For the first substantial component, known as the Direct Component, Treasury will grant money directly to the five Gulf Coast states. Per the draft regulations, each state must submit a detailed multi-year plan describing the projects and programs it wants to implement. The RESTORE Act permits nine eligible activities for spending, including restoration and protection of natural resources, coastal flood protection and workforce development. The regulations explain that Treasury’s role for the Direct Component is focused fiscal compliance and not to determine which projects and programs will best restore the Gulf Coast region.
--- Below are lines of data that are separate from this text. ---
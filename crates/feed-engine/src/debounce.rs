use std::time::Duration;

use tokio::sync::mpsc;
use tokio_util::sync::CancellationToken;

/// Trailing-edge debounce that delivers a message on a channel.
///
/// Each `schedule` restarts the timer, so a burst of triggers yields one
/// delivery `delay` after the last of them. Dropping the debouncer cancels
/// any pending delivery.
///
/// Every timer gets a generation number that is baked into its message.
/// A message can still be in the channel after a newer timer was started,
/// so [`Debouncer::fired`] only forgets the timer the message came from.
pub struct Debouncer<T> {
    delay: Duration,
    tx: mpsc::UnboundedSender<T>,
    pending: Option<CancellationToken>,
    generation: u64,
}

impl<T: Send + 'static> Debouncer<T> {
    pub fn new(delay: Duration, tx: mpsc::UnboundedSender<T>) -> Self {
        Self {
            delay,
            tx,
            pending: None,
            generation: 0,
        }
    }

    /// Restart the timer. `message` builds the payload from the timer's generation.
    pub fn schedule(&mut self, message: impl FnOnce(u64) -> T) {
        self.cancel();
        self.generation += 1;
        let message = message(self.generation);
        let token = CancellationToken::new();
        let child = token.clone();
        let tx = self.tx.clone();
        let delay = self.delay;
        tokio::spawn(async move {
            tokio::select! {
                _ = child.cancelled() => {}
                _ = tokio::time::sleep(delay) => {
                    let _ = tx.send(message);
                }
            }
        });
        self.pending = Some(token);
    }

    /// Drop a pending delivery, if any.
    pub fn cancel(&mut self) {
        if let Some(token) = self.pending.take() {
            token.cancel();
        }
    }

    /// Forget the timer after its message was received. Returns `false` for
    /// a message from a timer that has since been replaced or cancelled.
    pub fn fired(&mut self, generation: u64) -> bool {
        if generation != self.generation || self.pending.is_none() {
            return false;
        }
        self.pending = None;
        true
    }

    pub fn is_pending(&self) -> bool {
        self.pending.is_some()
    }
}

impl<T> Drop for Debouncer<T> {
    fn drop(&mut self) {
        if let Some(token) = self.pending.take() {
            token.cancel();
        }
    }
}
For the second and third components, the Gulf Coast Ecosystem Restoration Council will play a more proactive, involved role in determining which restoration projects and programs will best restore the Gulf Coast region and should subsequently receive funding. The Council oversees 60 percent of the restoration funds, with direct control over 30 percent to implement its Initial Comprehensive Plan, and it plays a coordinating role with the states over the other 30 percent. The Treasury regulations do not provide many additional details on how the Council should advance the Comprehensive Plan, and defers to the Council to develop its own guidelines and rules. Treasury also acknowledges the Council must create and implement its own compliance program to guide the remaining 30 percent with the states under the spill impact formula, which the Treasury regulations will supplement.
There is a 60-day public comment period to respond to the Treasury regulations, which can be submitted online here: http://www.treasury.gov/connect/blog/Pages/Treasury-Issues-Proposed-RESTORE-Act-Regulation,-Opens-60-Day-Comment-Period.aspx.
We are encouraged by the release of the Treasury regulations and now look the Restoration Council to develop a project list.